Academy President Sid Ganis to Movieline: 'You Have Now Proposed Something I Have to Keep an Eye On'
Now that the Academy has announced that it will be expanding the Best Picture race to ten nominees, everyone in town has an opinion about whether the move was a brilliant reinvention or a go-for-broke bailout. Movieline went straight to the top -- Academy Motion Picture Arts and Sciences President Sid Ganis -- to get the lowdown on the Oscars' bombshell announcement.
Sid, how did you manage to keep this huge announcement secret?
[Laughing] It was my biggest accomplishment on this! You know, I talked to the board and we all agreed that it was a major announcement and we had to keep quiet. But still, I'm not sure how it happened. It might happen again in my life, but I'm not counting on it.
I know this concept had been pitched to you before, but when did it become a serious discussion?
We started really talking about it after this year's show, so at the end of February. We started talking to each other about it in a casual way and then, you know, we have these review meetings to look at the show and analyze what we did. We have two of them, and we invite the producers to the first one to get their point of view on what doing the show was like. And in that one, offhandedly, just in conversation with the committee, Bill [Condon] and Larry [Mark] both said this. Bill verbalized it in a very casual way: "You know, you guys should consider having ten Best Picture nominees."
And we had been. We'd been talking about it. But this was a "right time, right place" moment, and it set us in motion to analyze all that and think hard about it and eventually make a presentation to the board.
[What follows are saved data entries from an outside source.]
use thiserror::Error;

#[derive(Error, Debug)]
pub enum Error {
    #[error("Config error: {0}")]
    Config(String),

    #[error("IO error: {0}")]
    Io(#[from] std::io::Error),

    #[error("JSON error: {0}")]
    Json(#[from] serde_json::Error),

    #[error("Invalid command: {0}")]
    InvalidCommand(String),

    #[error("Invalid credential: {0}")]
    InvalidCredential(String),

    #[error("Provider error: {0}")]
    Provider(String),

    #[error("Backend error: {0}")]
    Backend(String),

    #[error("Timeout: {0}")]
    Timeout(String),

    #[error("{0}")]
    Other(String),
}

pub type Result<T> = std::result::Result<T, Error>;
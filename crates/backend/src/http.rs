//! HTTP adapter to an already-running automation bridge service.
//!
//! The bridge wraps the actual browser driver and keeps the browser alive
//! between calls (daemon model). This adapter never starts, installs, or
//! supervises the service.

use async_trait::async_trait;
use reqwest::Client;
use serde::{Deserialize, Serialize};
use std::sync::Arc;
use std::time::Duration;
use tracing::{debug, info, warn};

use crate::{AutomationBackend, PageState};
use webpilot_core::config::BridgeConfig;
use webpilot_core::{Error, Result};
use webpilot_providers::Provider;

pub struct HttpBridge {
    client: Client,
    endpoint: String,
}

#[derive(Debug, Serialize)]
struct RunRequest<'a> {
    instruction: &'a str,
    model: &'a str,
    timeout_secs: u64,
}

#[derive(Debug, Deserialize)]
struct RunResponse {
    #[serde(default)]
    output: String,
    #[serde(default)]
    error: Option<String>,
}

#[derive(Debug, Deserialize)]
struct StateResponse {
    #[serde(default)]
    url: String,
    #[serde(default)]
    screenshot: Option<String>,
}

impl HttpBridge {
    pub fn new(config: &BridgeConfig) -> Self {
        let client = Client::builder()
            .timeout(Duration::from_secs(config.http_timeout_secs))
            .build()
            .unwrap_or_else(|e| {
                warn!(error = %e, "Failed to build bridge HTTP client, using default");
                Client::new()
            });
        Self {
            client,
            endpoint: config.endpoint.trim_end_matches('/').to_string(),
        }
    }

    pub fn endpoint(&self) -> &str {
        &self.endpoint
    }
}

#[async_trait]
impl AutomationBackend for HttpBridge {
    async fn run(
        &self,
        instruction: &str,
        reasoner: Arc<dyn Provider>,
        timeout: Duration,
    ) -> Result<String> {
        let url = format!("{}/run", self.endpoint);
        let request = RunRequest {
            instruction,
            model: reasoner.model(),
            timeout_secs: timeout.as_secs(),
        };

        info!(
            endpoint = %self.endpoint,
            model = %reasoner.model(),
            instruction_len = instruction.len(),
            "Dispatching instruction to automation bridge"
        );

        let response = self
            .client
            .post(&url)
            // The run call may legitimately take the whole budget; give the
            // transport a little headroom beyond it.
            .timeout(timeout + Duration::from_secs(5))
            .json(&request)
            .send()
            .await
            .map_err(|e| Error::Backend(format!("Bridge request failed: {}", e)))?;

        let status = response.status();
        let raw_body = response.text().await.unwrap_or_default();

        if !status.is_success() {
            return Err(Error::Backend(format!(
                "Bridge error {}: {}",
                status, raw_body
            )));
        }

        let run: RunResponse = serde_json::from_str(&raw_body)
            .map_err(|e| Error::Backend(format!("Bad bridge response: {}", e)))?;

        if let Some(err) = run.error {
            return Err(Error::Backend(err));
        }

        Ok(run.output)
    }

    async fn capture_state(&self) -> Result<PageState> {
        let url = format!("{}/state", self.endpoint);
        let response = self
            .client
            .get(&url)
            .send()
            .await
            .map_err(|e| Error::Backend(format!("State capture failed: {}", e)))?;

        let status = response.status();
        if !status.is_success() {
            return Err(Error::Backend(format!("State capture error {}", status)));
        }

        let state: StateResponse = response
            .json()
            .await
            .map_err(|e| Error::Backend(format!("Bad state response: {}", e)))?;

        debug!(url = %state.url, has_screenshot = state.screenshot.is_some(), "Captured browser state");

        Ok(PageState {
            url: state.url,
            screenshot_ref: state.screenshot,
        })
    }

    async fn reset(&self) -> Result<()> {
        let url = format!("{}/reset", self.endpoint);
        let response = self
            .client
            .post(&url)
            .send()
            .await
            .map_err(|e| Error::Backend(format!("Reset failed: {}", e)))?;

        if !response.status().is_success() {
            return Err(Error::Backend(format!(
                "Reset error {}",
                response.status()
            )));
        }

        info!("Browser state reset");
        Ok(())
    }
}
And the board agreed -- they'd heard about it at a previous board meeting, but it wasn't absolutely at the top of our list of things we wanted to do until just after the show.
What had kept you from doing it when it was first brought up?
We were just kind of cooking the idea more than agreeing or disagreeing with it. It's just like anything else -- it was percolating in our minds. An idea is put out there, some people have reasons to not do it, some people think we absolutely should...that's what was happening to us.
Still, there are some concerns out there. For example, do you think that the five films that will have matching Best Director nominations will be viewed as the "real" top five?
I don't think so. This is the first time I've heard it. More often than not, the Best Director category does not sync up with the Best Picture category. I know people think that it does or it should, but it doesn't necessarily work out that way with Academy voters, because you remember that the Best Director category is nominated by directors only. The Best Picture category is nominated by the entire Academy voting constituency, so they don't always jibe. So I don't think that that's gonna happen. You have now proposed something I have to keep an eye on. I hadn't thought about it, but you guys did. [Laughs] Movieline did!
But can you conceive of a scenario where something could win Best Picture without getting a Best Director nomination?
Yes, I can. I can. I think that it might happen. I know that it's a hard one to grasp, but it can happen, definitely. It's because of the way those categories are nominated. It may have an imperfect note to it, but it can happen.
Can the telecast accommodate ten separate presentations of the Best Picture nominees, or will we start losing certain tech categories and clips?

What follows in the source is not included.